(Collected data)

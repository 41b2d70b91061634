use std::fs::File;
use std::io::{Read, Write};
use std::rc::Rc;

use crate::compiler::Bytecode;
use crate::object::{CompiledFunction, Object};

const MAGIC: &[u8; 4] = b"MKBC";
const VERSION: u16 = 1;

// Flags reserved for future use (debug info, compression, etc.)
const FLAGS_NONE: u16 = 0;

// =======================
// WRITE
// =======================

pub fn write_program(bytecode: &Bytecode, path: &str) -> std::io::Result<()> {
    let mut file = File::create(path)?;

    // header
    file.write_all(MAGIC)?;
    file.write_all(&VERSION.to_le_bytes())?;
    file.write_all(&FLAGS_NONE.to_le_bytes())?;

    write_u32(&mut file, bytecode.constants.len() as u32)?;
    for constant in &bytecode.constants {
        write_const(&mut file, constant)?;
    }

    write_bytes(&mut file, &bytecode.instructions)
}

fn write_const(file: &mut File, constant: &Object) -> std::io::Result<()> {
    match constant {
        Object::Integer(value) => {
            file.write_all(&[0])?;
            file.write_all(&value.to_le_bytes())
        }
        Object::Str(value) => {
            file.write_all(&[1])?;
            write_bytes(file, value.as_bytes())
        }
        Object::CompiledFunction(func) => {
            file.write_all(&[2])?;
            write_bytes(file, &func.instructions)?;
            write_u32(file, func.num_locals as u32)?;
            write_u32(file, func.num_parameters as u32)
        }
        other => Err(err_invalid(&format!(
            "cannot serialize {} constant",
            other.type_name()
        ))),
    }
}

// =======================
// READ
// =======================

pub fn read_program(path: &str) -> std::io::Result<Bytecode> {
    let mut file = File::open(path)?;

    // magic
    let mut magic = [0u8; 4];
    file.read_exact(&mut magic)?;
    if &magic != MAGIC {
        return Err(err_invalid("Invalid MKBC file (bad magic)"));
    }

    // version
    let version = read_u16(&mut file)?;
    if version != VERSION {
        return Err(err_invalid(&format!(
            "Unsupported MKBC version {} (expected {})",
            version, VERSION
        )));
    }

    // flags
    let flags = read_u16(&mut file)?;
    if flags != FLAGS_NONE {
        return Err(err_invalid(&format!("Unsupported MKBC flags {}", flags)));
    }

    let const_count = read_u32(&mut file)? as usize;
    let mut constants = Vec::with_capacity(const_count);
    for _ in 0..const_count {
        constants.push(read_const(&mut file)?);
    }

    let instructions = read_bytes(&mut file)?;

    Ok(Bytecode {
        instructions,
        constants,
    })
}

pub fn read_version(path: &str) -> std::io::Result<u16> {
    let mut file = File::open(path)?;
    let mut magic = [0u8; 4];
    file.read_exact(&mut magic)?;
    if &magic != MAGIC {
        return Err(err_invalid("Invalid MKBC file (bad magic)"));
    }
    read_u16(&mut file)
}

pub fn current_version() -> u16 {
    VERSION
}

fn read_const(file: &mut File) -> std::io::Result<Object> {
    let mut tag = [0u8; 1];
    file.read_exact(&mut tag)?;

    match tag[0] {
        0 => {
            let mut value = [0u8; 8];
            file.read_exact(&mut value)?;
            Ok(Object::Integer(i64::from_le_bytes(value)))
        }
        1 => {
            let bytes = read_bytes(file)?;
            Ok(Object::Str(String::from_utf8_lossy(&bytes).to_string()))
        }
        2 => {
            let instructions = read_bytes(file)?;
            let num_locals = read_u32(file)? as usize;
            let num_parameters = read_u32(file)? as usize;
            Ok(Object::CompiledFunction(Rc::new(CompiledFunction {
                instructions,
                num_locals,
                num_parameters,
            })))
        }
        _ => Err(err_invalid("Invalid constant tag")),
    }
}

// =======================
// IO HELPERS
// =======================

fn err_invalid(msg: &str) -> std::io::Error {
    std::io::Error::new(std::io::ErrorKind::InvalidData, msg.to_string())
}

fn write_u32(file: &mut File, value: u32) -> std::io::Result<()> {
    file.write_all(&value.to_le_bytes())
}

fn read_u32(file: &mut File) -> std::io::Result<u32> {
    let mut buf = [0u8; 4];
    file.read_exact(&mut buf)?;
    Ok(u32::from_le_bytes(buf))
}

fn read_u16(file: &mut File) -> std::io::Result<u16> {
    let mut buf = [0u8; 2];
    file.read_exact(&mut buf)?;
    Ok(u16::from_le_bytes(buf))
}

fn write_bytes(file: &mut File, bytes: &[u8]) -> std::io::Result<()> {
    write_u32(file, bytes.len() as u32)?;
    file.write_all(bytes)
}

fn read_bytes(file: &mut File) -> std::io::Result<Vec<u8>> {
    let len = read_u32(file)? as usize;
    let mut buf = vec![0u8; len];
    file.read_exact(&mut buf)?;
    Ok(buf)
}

---

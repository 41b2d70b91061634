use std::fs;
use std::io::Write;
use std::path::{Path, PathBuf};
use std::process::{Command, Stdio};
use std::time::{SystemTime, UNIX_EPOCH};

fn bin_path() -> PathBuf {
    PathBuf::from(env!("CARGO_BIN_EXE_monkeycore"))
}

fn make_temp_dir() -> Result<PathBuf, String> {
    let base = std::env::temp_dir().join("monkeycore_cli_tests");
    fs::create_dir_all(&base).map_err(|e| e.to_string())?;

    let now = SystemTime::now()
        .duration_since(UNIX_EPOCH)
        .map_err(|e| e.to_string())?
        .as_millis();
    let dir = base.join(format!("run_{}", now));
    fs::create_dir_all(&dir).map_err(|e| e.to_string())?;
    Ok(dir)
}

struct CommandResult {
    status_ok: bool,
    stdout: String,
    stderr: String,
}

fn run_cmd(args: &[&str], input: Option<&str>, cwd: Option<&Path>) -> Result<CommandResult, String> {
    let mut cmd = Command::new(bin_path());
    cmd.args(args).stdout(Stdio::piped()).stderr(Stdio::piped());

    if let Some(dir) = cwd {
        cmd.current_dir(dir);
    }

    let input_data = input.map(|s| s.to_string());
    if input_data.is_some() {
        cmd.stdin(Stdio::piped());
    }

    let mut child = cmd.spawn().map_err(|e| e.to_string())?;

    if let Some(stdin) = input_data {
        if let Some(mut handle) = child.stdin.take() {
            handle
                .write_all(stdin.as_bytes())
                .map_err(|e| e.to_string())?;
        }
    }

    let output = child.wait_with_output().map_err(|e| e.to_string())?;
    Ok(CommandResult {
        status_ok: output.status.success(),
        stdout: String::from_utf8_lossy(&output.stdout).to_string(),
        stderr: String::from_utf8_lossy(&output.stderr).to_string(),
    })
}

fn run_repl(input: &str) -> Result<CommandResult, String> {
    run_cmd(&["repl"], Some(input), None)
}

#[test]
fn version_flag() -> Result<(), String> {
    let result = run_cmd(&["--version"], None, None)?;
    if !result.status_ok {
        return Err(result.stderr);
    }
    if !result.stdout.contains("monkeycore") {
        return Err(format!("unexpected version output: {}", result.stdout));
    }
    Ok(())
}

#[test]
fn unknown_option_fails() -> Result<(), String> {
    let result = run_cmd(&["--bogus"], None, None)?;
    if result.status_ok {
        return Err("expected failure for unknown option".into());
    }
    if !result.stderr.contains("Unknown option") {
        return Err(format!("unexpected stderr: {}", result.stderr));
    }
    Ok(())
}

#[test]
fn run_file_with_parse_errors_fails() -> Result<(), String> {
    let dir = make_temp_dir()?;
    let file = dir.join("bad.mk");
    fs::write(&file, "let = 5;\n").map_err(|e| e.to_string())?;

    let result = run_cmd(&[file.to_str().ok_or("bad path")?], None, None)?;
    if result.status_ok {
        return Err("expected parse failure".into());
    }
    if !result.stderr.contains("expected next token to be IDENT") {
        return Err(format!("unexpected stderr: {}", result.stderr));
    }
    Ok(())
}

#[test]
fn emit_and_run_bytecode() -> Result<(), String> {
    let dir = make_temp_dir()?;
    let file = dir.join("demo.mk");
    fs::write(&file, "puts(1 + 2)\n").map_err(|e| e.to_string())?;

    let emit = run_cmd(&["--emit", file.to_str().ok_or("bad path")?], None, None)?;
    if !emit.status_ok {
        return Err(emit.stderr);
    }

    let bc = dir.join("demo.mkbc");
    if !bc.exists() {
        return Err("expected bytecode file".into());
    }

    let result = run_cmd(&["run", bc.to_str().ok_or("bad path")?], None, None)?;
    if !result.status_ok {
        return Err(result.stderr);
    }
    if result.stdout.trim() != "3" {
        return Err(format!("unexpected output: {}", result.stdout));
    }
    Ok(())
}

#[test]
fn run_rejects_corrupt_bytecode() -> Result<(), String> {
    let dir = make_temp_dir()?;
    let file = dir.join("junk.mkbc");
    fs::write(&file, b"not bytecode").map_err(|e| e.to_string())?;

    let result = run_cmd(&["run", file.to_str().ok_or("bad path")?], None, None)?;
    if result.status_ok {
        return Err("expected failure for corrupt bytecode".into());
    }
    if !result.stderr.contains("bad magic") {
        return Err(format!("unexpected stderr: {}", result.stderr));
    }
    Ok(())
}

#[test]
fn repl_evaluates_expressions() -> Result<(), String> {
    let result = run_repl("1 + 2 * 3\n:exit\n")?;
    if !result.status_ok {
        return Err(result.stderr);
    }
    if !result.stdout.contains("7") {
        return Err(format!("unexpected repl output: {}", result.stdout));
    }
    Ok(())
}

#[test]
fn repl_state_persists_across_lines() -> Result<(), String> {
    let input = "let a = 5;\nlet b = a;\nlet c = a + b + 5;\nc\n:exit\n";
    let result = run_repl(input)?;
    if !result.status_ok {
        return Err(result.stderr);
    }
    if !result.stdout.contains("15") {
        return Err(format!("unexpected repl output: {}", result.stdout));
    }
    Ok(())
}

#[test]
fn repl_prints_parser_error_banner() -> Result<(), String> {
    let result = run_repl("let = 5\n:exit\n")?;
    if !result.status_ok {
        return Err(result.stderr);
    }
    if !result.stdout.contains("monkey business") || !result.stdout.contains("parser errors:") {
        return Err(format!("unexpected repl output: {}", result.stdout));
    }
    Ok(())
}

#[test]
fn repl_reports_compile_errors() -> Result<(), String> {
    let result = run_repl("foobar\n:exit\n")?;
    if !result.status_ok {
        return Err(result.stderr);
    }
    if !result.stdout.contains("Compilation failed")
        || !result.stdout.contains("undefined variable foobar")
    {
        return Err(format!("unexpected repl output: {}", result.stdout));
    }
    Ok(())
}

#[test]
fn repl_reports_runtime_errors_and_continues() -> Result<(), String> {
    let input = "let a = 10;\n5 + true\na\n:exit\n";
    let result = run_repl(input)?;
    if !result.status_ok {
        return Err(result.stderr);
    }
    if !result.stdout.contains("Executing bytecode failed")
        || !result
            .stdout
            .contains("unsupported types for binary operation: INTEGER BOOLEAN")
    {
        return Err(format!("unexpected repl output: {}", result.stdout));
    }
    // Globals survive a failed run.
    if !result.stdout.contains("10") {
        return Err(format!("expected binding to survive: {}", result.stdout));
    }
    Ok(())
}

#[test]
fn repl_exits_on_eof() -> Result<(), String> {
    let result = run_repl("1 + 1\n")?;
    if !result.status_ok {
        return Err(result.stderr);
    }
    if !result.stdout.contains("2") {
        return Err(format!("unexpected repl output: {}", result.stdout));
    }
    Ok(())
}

---

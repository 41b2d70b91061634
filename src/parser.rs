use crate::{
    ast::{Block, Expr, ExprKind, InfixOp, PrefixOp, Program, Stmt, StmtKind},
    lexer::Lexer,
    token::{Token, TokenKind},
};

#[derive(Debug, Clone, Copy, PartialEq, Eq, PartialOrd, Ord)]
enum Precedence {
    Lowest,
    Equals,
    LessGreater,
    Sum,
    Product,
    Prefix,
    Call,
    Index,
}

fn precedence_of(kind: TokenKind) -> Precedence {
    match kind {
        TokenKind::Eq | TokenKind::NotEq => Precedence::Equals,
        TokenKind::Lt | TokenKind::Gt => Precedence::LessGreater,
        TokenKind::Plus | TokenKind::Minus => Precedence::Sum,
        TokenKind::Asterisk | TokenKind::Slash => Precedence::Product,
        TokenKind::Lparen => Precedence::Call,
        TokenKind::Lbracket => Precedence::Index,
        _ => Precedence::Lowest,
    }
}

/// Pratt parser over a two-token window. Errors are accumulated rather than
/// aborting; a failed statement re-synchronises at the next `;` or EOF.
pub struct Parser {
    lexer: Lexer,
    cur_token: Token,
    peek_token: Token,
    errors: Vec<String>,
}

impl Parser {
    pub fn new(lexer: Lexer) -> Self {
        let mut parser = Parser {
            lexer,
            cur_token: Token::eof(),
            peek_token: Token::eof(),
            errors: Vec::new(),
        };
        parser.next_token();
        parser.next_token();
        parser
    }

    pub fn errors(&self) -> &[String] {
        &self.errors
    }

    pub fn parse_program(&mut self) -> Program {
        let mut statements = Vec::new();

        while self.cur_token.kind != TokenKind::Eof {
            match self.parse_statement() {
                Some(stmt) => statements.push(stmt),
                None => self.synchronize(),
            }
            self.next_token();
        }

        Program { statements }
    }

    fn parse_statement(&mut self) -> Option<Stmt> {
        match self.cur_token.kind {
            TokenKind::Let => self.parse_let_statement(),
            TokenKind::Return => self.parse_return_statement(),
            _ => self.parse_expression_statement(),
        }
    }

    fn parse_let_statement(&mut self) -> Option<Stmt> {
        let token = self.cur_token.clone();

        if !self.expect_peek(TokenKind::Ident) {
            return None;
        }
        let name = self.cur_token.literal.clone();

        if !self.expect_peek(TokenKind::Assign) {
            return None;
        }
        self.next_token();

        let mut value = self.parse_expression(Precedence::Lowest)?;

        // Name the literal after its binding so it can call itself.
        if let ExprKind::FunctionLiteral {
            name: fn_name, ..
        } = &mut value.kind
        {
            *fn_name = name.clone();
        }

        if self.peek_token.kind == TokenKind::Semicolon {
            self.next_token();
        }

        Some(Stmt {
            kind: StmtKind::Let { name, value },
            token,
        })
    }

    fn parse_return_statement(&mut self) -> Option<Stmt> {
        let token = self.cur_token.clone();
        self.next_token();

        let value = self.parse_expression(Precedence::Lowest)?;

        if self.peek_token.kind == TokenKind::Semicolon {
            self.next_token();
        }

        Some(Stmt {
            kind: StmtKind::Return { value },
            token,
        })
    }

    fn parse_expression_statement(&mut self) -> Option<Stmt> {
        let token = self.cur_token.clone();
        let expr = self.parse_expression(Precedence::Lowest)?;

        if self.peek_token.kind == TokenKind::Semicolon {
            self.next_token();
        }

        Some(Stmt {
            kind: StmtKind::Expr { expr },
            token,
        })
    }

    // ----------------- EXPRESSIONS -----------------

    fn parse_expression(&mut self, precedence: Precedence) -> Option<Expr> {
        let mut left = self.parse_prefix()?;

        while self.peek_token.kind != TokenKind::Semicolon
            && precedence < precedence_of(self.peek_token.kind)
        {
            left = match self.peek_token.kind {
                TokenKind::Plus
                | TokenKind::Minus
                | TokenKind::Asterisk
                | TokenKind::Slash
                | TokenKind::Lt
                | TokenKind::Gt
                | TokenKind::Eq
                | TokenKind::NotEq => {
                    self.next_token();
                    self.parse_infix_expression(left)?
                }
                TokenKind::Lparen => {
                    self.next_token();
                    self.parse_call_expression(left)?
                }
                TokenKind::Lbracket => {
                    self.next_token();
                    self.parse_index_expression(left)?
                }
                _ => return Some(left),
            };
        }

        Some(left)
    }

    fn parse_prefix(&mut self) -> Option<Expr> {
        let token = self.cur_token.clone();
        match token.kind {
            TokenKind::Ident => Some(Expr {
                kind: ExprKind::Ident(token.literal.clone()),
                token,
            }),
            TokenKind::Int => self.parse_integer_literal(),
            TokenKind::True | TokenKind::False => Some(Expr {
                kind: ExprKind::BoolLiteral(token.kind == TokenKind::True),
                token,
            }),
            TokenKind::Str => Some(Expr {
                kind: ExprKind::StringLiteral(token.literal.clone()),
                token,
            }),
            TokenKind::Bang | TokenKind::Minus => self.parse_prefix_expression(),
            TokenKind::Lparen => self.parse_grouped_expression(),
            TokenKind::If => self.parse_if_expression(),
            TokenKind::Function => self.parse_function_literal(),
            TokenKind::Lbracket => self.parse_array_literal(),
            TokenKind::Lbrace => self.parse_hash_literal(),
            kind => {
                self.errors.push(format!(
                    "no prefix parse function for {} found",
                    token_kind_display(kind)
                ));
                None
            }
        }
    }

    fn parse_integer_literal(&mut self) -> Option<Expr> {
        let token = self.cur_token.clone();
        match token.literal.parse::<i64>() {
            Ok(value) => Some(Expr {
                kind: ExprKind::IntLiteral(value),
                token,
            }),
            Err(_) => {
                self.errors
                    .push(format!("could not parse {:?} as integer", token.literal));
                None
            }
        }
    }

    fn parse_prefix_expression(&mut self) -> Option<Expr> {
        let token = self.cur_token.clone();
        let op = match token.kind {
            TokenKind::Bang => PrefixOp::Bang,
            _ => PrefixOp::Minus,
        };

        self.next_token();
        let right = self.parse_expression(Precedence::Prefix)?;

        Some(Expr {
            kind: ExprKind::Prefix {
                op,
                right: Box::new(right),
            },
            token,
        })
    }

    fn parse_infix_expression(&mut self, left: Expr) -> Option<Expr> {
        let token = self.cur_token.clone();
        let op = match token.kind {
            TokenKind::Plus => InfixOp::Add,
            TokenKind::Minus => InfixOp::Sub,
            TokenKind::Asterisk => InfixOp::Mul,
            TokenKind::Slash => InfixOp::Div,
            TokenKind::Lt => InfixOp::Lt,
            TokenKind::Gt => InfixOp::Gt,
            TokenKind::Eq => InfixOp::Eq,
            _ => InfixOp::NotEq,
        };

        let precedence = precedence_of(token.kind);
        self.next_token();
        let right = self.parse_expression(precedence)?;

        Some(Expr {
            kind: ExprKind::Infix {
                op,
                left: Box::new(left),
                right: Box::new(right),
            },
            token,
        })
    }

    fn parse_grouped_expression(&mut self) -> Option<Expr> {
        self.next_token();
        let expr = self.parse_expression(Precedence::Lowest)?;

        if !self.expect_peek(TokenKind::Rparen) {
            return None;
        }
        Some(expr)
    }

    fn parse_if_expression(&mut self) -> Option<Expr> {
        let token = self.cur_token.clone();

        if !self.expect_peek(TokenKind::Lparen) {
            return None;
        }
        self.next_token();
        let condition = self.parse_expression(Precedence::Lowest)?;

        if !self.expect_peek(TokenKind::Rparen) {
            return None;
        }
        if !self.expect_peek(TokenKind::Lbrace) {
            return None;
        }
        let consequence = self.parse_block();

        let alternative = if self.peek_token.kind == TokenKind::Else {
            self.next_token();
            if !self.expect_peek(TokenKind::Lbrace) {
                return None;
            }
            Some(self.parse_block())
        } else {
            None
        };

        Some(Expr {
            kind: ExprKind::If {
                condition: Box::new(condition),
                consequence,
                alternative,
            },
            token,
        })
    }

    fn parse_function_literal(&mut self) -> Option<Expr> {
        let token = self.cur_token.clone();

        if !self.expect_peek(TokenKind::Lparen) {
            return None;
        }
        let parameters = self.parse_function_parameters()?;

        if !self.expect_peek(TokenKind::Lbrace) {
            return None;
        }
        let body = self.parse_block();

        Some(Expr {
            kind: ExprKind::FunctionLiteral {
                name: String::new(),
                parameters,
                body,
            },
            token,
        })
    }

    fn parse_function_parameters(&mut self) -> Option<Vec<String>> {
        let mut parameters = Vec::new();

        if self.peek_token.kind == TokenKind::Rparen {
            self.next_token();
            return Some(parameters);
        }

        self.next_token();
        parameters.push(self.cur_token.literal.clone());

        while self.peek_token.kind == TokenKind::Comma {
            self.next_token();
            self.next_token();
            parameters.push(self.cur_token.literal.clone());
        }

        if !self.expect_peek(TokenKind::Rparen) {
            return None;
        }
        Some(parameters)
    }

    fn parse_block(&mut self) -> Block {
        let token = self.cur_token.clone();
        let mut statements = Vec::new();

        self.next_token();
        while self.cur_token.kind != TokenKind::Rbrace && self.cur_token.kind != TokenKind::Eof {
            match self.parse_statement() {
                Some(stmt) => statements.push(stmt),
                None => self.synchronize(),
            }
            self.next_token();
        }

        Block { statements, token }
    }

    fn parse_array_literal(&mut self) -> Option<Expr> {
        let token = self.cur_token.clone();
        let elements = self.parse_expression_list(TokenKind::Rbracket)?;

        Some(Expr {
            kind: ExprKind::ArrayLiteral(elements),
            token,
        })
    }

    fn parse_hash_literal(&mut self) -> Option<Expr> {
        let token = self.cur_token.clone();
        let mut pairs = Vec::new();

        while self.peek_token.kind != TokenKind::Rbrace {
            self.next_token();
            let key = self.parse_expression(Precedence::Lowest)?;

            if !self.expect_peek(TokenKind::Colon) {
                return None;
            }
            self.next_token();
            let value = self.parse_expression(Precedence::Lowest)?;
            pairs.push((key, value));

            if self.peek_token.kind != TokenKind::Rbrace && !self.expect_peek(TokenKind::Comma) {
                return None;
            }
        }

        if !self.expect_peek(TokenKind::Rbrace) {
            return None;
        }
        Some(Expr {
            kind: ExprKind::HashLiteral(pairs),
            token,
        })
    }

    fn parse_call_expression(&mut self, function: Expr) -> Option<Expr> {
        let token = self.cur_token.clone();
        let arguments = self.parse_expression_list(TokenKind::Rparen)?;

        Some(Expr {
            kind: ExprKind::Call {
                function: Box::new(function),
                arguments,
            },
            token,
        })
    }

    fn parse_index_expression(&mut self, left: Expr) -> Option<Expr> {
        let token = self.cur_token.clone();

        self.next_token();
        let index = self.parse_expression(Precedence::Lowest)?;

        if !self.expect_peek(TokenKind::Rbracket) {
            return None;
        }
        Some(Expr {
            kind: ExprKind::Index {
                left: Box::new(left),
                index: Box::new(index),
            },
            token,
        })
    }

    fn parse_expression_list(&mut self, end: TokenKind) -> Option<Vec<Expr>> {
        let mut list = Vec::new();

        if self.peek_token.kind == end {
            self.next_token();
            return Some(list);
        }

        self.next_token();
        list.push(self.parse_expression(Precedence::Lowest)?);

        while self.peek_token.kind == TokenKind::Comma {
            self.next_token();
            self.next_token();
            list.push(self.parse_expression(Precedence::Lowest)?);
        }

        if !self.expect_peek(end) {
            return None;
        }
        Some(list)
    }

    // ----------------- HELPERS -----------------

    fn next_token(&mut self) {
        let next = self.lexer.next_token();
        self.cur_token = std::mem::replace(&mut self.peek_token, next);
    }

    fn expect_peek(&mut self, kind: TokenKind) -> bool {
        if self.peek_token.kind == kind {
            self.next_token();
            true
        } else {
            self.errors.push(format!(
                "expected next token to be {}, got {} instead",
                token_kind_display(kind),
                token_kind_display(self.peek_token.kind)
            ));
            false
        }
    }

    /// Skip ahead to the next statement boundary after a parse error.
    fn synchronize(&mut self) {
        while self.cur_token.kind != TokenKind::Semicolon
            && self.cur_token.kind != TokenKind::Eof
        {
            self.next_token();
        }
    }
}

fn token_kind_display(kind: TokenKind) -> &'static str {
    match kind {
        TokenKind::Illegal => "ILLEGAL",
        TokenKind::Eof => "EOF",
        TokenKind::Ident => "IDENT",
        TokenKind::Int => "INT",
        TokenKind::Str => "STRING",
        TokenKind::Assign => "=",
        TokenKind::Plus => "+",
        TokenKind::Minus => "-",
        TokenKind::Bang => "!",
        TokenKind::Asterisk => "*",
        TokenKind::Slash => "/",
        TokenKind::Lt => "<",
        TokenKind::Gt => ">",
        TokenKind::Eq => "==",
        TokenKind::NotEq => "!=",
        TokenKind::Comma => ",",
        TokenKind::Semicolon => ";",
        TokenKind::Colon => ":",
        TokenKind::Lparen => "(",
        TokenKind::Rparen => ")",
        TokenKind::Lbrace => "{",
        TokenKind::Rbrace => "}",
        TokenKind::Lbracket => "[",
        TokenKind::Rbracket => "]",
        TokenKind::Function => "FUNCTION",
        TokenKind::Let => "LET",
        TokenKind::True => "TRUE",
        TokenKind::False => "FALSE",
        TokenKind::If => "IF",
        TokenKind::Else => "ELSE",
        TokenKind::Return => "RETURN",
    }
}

:: Your assignment ::
Count how many lines of the records hold the string "Rbrace"; the answer is that number alone.

:: Reply to the task ::
5